__THE TASK__:
Can you pull out each line of the data below that includes the word "when"?

Content starts

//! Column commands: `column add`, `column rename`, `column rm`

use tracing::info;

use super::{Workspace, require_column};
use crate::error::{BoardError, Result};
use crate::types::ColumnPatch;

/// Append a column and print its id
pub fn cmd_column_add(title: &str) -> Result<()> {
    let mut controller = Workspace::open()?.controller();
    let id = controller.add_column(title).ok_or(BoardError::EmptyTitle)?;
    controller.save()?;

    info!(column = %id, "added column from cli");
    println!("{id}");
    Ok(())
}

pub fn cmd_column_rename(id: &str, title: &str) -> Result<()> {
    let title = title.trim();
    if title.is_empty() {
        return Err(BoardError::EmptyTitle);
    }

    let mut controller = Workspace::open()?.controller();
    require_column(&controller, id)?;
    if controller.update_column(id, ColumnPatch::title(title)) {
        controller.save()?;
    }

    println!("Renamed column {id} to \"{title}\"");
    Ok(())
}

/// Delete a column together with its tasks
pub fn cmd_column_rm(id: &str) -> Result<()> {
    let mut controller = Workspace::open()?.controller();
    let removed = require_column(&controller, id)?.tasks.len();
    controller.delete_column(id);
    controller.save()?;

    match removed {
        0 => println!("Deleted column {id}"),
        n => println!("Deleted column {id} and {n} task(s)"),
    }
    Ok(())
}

Content ends
Content starts

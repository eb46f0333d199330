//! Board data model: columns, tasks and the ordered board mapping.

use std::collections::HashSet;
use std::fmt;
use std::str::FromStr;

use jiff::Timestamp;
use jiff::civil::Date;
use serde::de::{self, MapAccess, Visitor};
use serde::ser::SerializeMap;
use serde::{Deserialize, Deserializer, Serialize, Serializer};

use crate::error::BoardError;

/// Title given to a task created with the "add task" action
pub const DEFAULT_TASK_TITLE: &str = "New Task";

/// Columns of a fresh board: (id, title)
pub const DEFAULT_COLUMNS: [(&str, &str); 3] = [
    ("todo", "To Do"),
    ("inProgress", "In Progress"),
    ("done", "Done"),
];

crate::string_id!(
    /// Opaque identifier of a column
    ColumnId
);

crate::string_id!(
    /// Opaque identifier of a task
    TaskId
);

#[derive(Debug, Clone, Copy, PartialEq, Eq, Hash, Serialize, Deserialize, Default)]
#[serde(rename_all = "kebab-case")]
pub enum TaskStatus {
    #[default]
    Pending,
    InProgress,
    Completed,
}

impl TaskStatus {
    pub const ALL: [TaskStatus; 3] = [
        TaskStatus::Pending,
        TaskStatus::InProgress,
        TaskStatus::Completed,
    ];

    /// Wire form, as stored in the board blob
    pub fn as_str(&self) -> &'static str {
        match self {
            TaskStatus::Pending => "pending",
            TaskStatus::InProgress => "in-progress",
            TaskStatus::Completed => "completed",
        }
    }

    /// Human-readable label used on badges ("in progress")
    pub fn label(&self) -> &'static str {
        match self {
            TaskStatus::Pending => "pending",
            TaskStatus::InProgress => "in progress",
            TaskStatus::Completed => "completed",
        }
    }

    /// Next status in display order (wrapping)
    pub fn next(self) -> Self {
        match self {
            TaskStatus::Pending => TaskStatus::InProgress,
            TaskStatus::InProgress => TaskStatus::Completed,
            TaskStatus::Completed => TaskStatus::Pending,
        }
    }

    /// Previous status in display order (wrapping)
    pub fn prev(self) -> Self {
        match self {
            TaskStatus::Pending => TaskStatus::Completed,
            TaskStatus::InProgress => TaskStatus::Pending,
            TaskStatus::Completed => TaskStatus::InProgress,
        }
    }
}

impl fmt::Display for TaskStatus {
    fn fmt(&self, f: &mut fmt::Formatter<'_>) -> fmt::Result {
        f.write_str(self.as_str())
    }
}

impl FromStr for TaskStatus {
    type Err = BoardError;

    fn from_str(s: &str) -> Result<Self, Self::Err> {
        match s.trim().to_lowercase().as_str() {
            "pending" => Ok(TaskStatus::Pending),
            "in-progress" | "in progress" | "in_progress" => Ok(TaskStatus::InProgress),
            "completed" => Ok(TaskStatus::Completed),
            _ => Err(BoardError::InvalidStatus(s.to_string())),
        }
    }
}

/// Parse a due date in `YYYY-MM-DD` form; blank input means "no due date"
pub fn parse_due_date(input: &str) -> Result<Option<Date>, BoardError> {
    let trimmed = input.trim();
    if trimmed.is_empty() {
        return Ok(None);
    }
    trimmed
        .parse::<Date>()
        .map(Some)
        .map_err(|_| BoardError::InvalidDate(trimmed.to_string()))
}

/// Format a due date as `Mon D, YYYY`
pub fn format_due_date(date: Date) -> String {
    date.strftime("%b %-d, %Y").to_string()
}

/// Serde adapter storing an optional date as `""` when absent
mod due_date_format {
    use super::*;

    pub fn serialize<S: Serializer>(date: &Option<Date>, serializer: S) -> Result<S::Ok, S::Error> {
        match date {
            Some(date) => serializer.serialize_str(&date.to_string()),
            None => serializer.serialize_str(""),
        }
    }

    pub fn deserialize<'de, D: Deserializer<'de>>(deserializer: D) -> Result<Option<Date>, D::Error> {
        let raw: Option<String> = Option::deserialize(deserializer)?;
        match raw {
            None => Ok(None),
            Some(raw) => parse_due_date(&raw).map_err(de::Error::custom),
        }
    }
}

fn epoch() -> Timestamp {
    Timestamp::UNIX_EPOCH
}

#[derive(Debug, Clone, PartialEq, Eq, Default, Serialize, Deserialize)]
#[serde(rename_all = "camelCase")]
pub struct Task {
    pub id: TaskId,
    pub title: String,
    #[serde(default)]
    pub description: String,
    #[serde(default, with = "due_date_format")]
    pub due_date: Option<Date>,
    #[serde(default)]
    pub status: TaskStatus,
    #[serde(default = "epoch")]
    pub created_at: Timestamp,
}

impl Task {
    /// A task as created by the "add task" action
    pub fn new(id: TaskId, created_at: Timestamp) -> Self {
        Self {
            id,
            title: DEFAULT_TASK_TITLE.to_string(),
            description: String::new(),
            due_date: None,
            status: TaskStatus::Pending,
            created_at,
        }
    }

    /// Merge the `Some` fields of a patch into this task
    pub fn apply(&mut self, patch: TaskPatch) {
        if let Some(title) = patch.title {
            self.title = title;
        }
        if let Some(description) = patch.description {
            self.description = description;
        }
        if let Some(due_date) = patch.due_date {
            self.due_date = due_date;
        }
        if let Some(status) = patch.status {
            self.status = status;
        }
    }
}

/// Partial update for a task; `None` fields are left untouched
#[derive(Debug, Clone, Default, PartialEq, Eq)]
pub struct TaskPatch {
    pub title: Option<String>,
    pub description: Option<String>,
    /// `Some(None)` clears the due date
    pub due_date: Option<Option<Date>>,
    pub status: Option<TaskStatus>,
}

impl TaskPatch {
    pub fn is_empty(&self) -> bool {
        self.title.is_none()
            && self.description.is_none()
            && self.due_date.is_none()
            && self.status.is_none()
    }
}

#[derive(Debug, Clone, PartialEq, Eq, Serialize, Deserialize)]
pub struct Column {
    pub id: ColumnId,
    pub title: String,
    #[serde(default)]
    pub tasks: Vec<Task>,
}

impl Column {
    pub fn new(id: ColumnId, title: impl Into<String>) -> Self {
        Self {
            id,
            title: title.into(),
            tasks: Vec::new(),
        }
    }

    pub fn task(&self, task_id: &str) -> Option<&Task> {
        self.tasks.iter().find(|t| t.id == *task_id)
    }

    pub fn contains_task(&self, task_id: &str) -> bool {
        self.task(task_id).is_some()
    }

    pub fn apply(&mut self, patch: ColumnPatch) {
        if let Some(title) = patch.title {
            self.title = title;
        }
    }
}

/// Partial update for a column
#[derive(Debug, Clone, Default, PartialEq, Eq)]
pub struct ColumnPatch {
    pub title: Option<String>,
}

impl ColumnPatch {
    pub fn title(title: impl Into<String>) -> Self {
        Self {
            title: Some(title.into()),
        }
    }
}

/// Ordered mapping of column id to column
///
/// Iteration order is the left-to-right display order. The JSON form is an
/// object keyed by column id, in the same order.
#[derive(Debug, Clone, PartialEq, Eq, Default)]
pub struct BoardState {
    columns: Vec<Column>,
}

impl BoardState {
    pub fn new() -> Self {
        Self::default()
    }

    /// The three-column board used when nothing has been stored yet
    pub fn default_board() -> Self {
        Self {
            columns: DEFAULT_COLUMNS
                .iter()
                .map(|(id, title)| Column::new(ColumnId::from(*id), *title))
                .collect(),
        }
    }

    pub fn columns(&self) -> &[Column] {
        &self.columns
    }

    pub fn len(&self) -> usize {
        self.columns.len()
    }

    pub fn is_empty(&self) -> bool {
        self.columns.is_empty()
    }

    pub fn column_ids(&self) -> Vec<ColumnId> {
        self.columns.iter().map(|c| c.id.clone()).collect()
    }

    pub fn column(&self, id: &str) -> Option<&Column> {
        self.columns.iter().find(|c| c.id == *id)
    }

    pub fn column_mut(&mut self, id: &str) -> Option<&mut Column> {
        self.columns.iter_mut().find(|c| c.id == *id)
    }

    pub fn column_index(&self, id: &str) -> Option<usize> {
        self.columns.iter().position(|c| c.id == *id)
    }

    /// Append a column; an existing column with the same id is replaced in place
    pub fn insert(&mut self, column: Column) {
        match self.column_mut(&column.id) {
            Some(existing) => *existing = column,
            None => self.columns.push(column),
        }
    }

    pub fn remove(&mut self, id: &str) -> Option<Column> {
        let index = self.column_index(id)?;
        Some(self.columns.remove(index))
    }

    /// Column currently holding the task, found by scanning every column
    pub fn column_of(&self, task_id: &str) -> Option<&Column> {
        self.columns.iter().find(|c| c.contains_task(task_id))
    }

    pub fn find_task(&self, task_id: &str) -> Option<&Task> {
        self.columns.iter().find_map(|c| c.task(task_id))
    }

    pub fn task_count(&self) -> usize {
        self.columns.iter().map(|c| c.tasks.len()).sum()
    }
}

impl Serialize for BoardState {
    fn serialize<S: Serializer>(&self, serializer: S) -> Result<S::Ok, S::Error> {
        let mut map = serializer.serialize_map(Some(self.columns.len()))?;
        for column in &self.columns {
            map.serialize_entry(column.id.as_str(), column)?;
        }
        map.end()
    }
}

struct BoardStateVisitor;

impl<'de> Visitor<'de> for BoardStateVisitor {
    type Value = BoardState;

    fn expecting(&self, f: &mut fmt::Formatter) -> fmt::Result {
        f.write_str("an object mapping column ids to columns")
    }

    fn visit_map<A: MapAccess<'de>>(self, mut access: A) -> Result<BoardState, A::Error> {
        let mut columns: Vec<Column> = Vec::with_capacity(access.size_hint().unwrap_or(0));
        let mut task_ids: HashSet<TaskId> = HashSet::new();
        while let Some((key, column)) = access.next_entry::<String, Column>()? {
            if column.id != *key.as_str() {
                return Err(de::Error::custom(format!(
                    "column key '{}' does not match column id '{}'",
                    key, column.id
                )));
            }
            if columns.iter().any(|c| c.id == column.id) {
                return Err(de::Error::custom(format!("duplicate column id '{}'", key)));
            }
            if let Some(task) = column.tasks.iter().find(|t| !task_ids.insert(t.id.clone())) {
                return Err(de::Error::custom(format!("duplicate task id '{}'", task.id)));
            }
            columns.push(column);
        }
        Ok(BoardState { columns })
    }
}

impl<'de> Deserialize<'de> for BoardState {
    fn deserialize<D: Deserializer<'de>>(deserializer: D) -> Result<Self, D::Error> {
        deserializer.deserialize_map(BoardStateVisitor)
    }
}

Content ends

__ANSWER BOX__:
/// Serde adapter storing an optional date as `""` when absent
    /// The three-column board used when nothing has been stored yet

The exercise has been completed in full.